Wednesday, December 10, 2008

The Golden Rule

I'm assigned to give the thought during our weekly devotional at work in a couple of weeks and I've decided to talk about the Golden Rule as found in Matthew 7:12.

Therefore all things whatsoever ye would that men should do unto you, do ye even so to them.

Several years ago I remember reading a magazine article that talked about it as a code of conduct that is common to nearly all major world religions. That makes me think that our ability to get along and treat each other well must be a fundamental truth... one that Heavenly Father considers vitally important to our growth and development during the time we are here on the Earth. While I can't locate a copy of that specific article, I've reconstructed as best I can remember the quotes from the sacred writings of many churches via the magic of websearch.

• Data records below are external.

//! Generic tab-delimited table reading and writing.
//!
//! Tables share a common shape:
//! - Comment lines (starting with `#`) carrying metadata
//! - A header line naming the columns
//! - Tab-delimited data lines, one record each
//!
//! # Design
//!
//! [`TableReader`] parses the header up front and then hands each data line to a
//! decode function as a [`DataLine`], which looks fields up by column name.
//! [`TableWriter`] mirrors it: an encode function fills a [`RowBuilder`] laid out
//! in the writer's column order.
//!
//! # Examples
//!
//! ```
//! use biotable::formats::primitives::{
//!     GenomicInterval, Result, TableColumns, TableReader, TableWriter,
//! };
//!
//! let columns = TableColumns::new(["CONTIG", "START", "END"]);
//!
//! // Write
//! let mut writer = TableWriter::new(Vec::new(), columns.clone());
//! writer.write_comment("SAMPLE_NAME=S1")?;
//! let interval = GenomicInterval::new("chr1", 100, 200)?;
//! writer.write_record(&interval, |iv, row| {
//!     row.set("CONTIG", &iv.contig).set("START", iv.start).set("END", iv.end);
//! })?;
//! let bytes = writer.finish()?;
//! assert_eq!(bytes, b"#SAMPLE_NAME=S1\nCONTIG\tSTART\tEND\nchr1\t100\t200\n");
//!
//! // Read back
//! let mut reader = TableReader::new(bytes.as_slice())?;
//! let intervals: Vec<GenomicInterval> = reader
//!     .records(|line| {
//!         GenomicInterval::new(line.get("CONTIG")?, line.parse("START")?, line.parse("END")?)
//!     })
//!     .collect::<Result<_>>()?;
//! assert_eq!(intervals, vec![interval]);
//! # Ok::<(), Box<dyn std::error::Error>>(())
//! ```

use crate::formats::primitives::fields::{parse_required, split_fields};
use crate::formats::primitives::header::trim_line_ending;
use crate::formats::primitives::{
    FormatError, Result, TableColumns, TableHeader, COMMENT_PREFIX,
};
use std::fmt::{Display, Write as _};
use std::io::{BufRead, Write};
use std::str::FromStr;

/// One data line, with fields addressable by column name.
#[derive(Debug)]
pub struct DataLine<'a> {
    columns: &'a TableColumns,
    fields: Vec<&'a str>,
    line_number: usize,
}

impl<'a> DataLine<'a> {
    /// Splits `line` into fields aligned to `columns`.
    ///
    /// # Errors
    ///
    /// Returns [`FormatError::FieldCount`] if the number of fields differs from
    /// the number of columns.
    pub fn new(columns: &'a TableColumns, line: &'a str, line_number: usize) -> Result<Self> {
        let fields = split_fields(line, Some(columns.len()), line_number)?;
        Ok(DataLine {
            columns,
            fields,
            line_number,
        })
    }

    /// Raw text of a column.
    ///
    /// # Errors
    ///
    /// Returns [`FormatError::MissingColumn`] if the header does not declare it.
    pub fn get(&self, column: &str) -> Result<&'a str> {
        self.columns
            .index_of(column)
            .map(|i| self.fields[i])
            .ok_or_else(|| FormatError::MissingColumn {
                column: column.to_string(),
                line: self.line_number,
            })
    }

    /// Parses a column's value.
    ///
    /// # Errors
    ///
    /// Returns [`FormatError::MissingColumn`] or [`FormatError::InvalidField`].
    pub fn parse<T>(&self, column: &str) -> Result<T>
    where
        T: FromStr,
        T::Err: Display,
    {
        parse_required(self.get(column)?, column, self.line_number)
    }

    /// Line number in the source (1-based).
    pub fn line_number(&self) -> usize {
        self.line_number
    }

    /// Columns declared by the source header.
    pub fn columns(&self) -> &TableColumns {
        self.columns
    }

    /// Fields in header order.
    pub fn fields(&self) -> &[&'a str] {
        &self.fields
    }
}

/// One output row under construction, laid out in the writer's column order.
#[derive(Debug)]
pub struct RowBuilder<'a> {
    columns: &'a TableColumns,
    values: Vec<Option<String>>,
}

impl<'a> RowBuilder<'a> {
    /// Creates an empty row for `columns`.
    pub fn new(columns: &'a TableColumns) -> Self {
        RowBuilder {
            columns,
            values: vec![None; columns.len()],
        }
    }

    /// Sets a column's value from its `Display` form.
    ///
    /// Values are checked when the row is written (see [`RowBuilder::to_line`]).
    ///
    /// # Panics
    ///
    /// Panics if the column is not part of the row, which means the encode
    /// function does not match its column set.
    pub fn set(&mut self, column: &str, value: impl Display) -> &mut Self {
        let index = match self.columns.index_of(column) {
            Some(index) => index,
            None => panic!("column '{}' is not in {}", column, self.columns),
        };

        let slot = self.values[index].get_or_insert_with(String::new);
        slot.clear();
        // Writing into a String cannot fail.
        let _ = write!(slot, "{}", value);
        self
    }

    /// Columns that have not been set yet.
    pub fn unset_columns(&self) -> Vec<&str> {
        self.columns
            .names()
            .iter()
            .zip(&self.values)
            .filter(|(_, value)| value.is_none())
            .map(|(name, _)| name.as_str())
            .collect()
    }

    /// Clears every value so the row can be reused.
    pub fn clear(&mut self) {
        self.values.iter_mut().for_each(|value| *value = None);
    }

    /// Joins the values into a line (no trailing newline).
    ///
    /// # Errors
    ///
    /// Returns [`FormatError::UnwritableValue`] if the line would not read back
    /// as this row: a value holds a tab or line break, the line starts with `#`
    /// (a comment), or the line is blank (skipped).
    ///
    /// # Panics
    ///
    /// Panics if any column is unset.
    pub fn to_line(&self) -> Result<String> {
        let unset = self.unset_columns();
        assert!(unset.is_empty(), "encode left columns unset: {:?}", unset);

        let names = self.columns.names();
        let capacity = self.values.iter().flatten().map(|v| v.len() + 1).sum();
        let mut line = String::with_capacity(capacity);
        for (i, (name, value)) in names.iter().zip(self.values.iter().flatten()).enumerate() {
            if value.contains(['\t', '\n', '\r']) {
                return Err(FormatError::UnwritableValue {
                    column: name.clone(),
                    reason: format!("value {:?} contains a tab or line break", value),
                });
            }
            if i > 0 {
                line.push('\t');
            }
            line.push_str(value);
        }

        let first = names.first().cloned().unwrap_or_default();
        if line.starts_with(COMMENT_PREFIX) {
            return Err(FormatError::UnwritableValue {
                column: first,
                reason: format!("line {:?} would read back as a comment", line),
            });
        }
        if line.trim().is_empty() {
            return Err(FormatError::UnwritableValue {
                column: first,
                reason: "row is blank and would be skipped on read".to_string(),
            });
        }
        Ok(line)
    }
}

/// Reader for tables with a metadata preamble and a column header.
///
/// The header is parsed by [`TableReader::new`]. Data lines are then decoded one
/// at a time. Automatically skips:
/// - Empty lines
/// - Comment lines (starting with `#`) after the header
pub struct TableReader<R: BufRead> {
    reader: R,
    header: TableHeader,
    line_buf: String,
    line_number: usize,
}

impl<R: BufRead> TableReader<R> {
    /// Creates a reader and parses the table header.
    ///
    /// # Errors
    ///
    /// Returns the header errors of [`TableHeader::parse`].
    pub fn new(mut reader: R) -> Result<Self> {
        let mut line_number = 0;
        let header = TableHeader::parse(&mut reader, &mut line_number)?;

        Ok(TableReader {
            reader,
            header,
            line_buf: String::with_capacity(1024),
            line_number,
        })
    }

    /// The parsed preamble.
    pub fn header(&self) -> &TableHeader {
        &self.header
    }

    /// Columns declared by the header.
    pub fn columns(&self) -> &TableColumns {
        &self.header.columns
    }

    /// Returns the current line number (1-based).
    ///
    /// Useful for error reporting.
    pub fn line_number(&self) -> usize {
        self.line_number
    }

    /// Reads and decodes the next data line.
    ///
    /// Returns `None` at end of input.
    pub fn next_record<T, F>(&mut self, decode: F) -> Option<Result<T>>
    where
        F: FnOnce(&DataLine<'_>) -> Result<T>,
    {
        loop {
            self.line_buf.clear();

            match self.reader.read_line(&mut self.line_buf) {
                Ok(0) => return None, // EOF
                Ok(_) => {
                    self.line_number += 1;

                    let line = trim_line_ending(&self.line_buf);

                    // Skip empty lines
                    if line.trim().is_empty() {
                        continue;
                    }

                    // Skip comments
                    if line.starts_with(COMMENT_PREFIX) {
                        continue;
                    }

                    let data_line =
                        match DataLine::new(&self.header.columns, line, self.line_number) {
                            Ok(data_line) => data_line,
                            Err(e) => return Some(Err(e)),
                        };
                    return Some(decode(&data_line));
                }
                Err(e) => return Some(Err(e.into())),
            }
        }
    }

    /// Iterates over the remaining data lines, decoding each with `decode`.
    pub fn records<T, F>(&mut self, decode: F) -> Records<'_, R, F>
    where
        F: FnMut(&DataLine<'_>) -> Result<T>,
    {
        Records {
            reader: self,
            decode,
        }
    }

    /// Consumes the reader, returning the underlying input.
    pub fn into_inner(self) -> R {
        self.reader
    }
}

/// Iterator over decoded records, created by [`TableReader::records`].
pub struct Records<'r, R: BufRead, F> {
    reader: &'r mut TableReader<R>,
    decode: F,
}

impl<'r, R, F, T> Iterator for Records<'r, R, F>
where
    R: BufRead,
    F: FnMut(&DataLine<'_>) -> Result<T>,
{
    type Item = Result<T>;

    fn next(&mut self) -> Option<Self::Item> {
        self.reader.next_record(&mut self.decode)
    }
}

/// Writer for tables with a metadata preamble and a column header.
///
/// Comments go first, then the header, then rows. The header is written
/// automatically before the first row, or by [`TableWriter::finish`] for a
/// table with no rows.
pub struct TableWriter<W: Write> {
    writer: W,
    columns: TableColumns,
    header_written: bool,
    records_written: usize,
}

impl<W: Write> TableWriter<W> {
    /// Creates a writer emitting `columns` in their declared order.
    pub fn new(writer: W, columns: TableColumns) -> Self {
        TableWriter {
            writer,
            columns,
            header_written: false,
            records_written: 0,
        }
    }

    /// Writes a `#`-prefixed comment line.
    ///
    /// # Errors
    ///
    /// Returns [`FormatError::InvalidComment`] if the text contains a line break
    /// or the header has already been written, or an I/O error.
    pub fn write_comment(&mut self, text: &str) -> Result<()> {
        if self.header_written || text.contains(['\n', '\r']) {
            return Err(FormatError::InvalidComment(text.to_string()));
        }
        writeln!(self.writer, "{}{}", COMMENT_PREFIX, text)?;
        Ok(())
    }

    /// Writes the column header if it has not been written yet.
    pub fn write_header(&mut self) -> Result<()> {
        if !self.header_written {
            writeln!(self.writer, "{}", self.columns.header_line())?;
            self.header_written = true;
        }
        Ok(())
    }

    /// Writes one record, letting `encode` fill its row.
    ///
    /// # Errors
    ///
    /// Returns [`FormatError::UnwritableValue`] if the encoded row would not
    /// read back (see [`RowBuilder::to_line`]); nothing is written for it.
    ///
    /// # Panics
    ///
    /// Panics if `encode` leaves a column unset (see [`RowBuilder`]).
    pub fn write_record<T, F>(&mut self, record: &T, encode: F) -> Result<()>
    where
        F: FnOnce(&T, &mut RowBuilder<'_>),
    {
        self.write_header()?;

        let mut row = RowBuilder::new(&self.columns);
        encode(record, &mut row);
        let line = row.to_line()?;
        writeln!(self.writer, "{}", line)?;

        self.records_written += 1;
        Ok(())
    }

    /// Columns this writer emits.
    pub fn columns(&self) -> &TableColumns {
        &self.columns
    }

    /// Get the number of records written so far
    pub fn records_written(&self) -> usize {
        self.records_written
    }

    /// Writes the header if needed, flushes, and returns the underlying writer.
    pub fn finish(mut self) -> Result<W> {
        self.write_header()?;
        self.writer.flush()?;
        Ok(self.writer)
    }
}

Therefore all things whatsoever ye would that men should do unto you, do ye even so to them. Matthew 7:12 KJV

Bahai Faith:
Ascribe not to any soul that which thou wouldst not have ascribed to thee… Baha’u’llah

Hurt not others in ways that you yourself would find hurtful. Udana-Varga 5:18

Try your best to treat others as you would wish to be treated yourself, and you will find that this is the shortest way to benevolence. Mencius VII

This is the sum of duty: do not do unto others what would cause pain if done unto you. Mahabharata 5:1517

None of you truly believes until he wishes for his brother what he wishes for himself. Number 13 of Imam

What is hateful to you, do not to your fellow man. This is the law: all the rest is commentary. Talmud, Shabbat 31a

The sage has no interest of his own, but takes the interests of the people as his own. He is kind to the kind; he is also kind to the unkind: for Virtue is kind. He is faithful to the faithful; he is also faithful to the unfaithful: for Virtue is faithful. Tao Teh Ching, ch. 49

An harm it none, do what thou wilt. The Wiccan Rede

That nature alone is good which refrains from doing unto another whatsoever is not good for itself. Dadistan-i-dinik 94:5

Ancient Egyptian:
Do for one who may do for you, that you may cause him thus to do. The Tale of the Eloquent Peasant, translated by RB Parkinson. The original text dates to 1970-1640 BC and may be the earliest version ever written.

As I was thinking about these quotes, I was reminded of the time I was in the hospital with the badly screwed up thyroid meds. I quit breathing in ICU that first night. And while the whole experience is quite surreal, I remember the internal struggle between that part of me that wanted to stay and the part that kept saying 'it's too hard, I can't.' And I was aware of that last breath and of my spirit slipping out of my body. No... there was no white light, no welcoming committee of dead relatives and friends to greet me, no Jesus to pat me on the back and tell me my important and unique mission earth wasn't complete yet. I do remember being very much at peace and on the edge of a grand adventure - there was nothing fearful about it, just nothing spectacular either. And that's not the part of the experience that takes me back to ponder the lesson to be found in it.

What I find fascinating is the struggle between staying and going. My thoughts were about the people in my life and how they would be affected. Would they be okay? Would they figure out what I was doing with some project and be able to pick it up and finish? Did they know how much I loved them and cared about them? Every thought was consumed with people and my relationship with them. There was no care or consideration of what I did for a living, a bank balance or any possessions.

Kind of affirms that idea of a fundemental truth being we need to treat each other well, huh?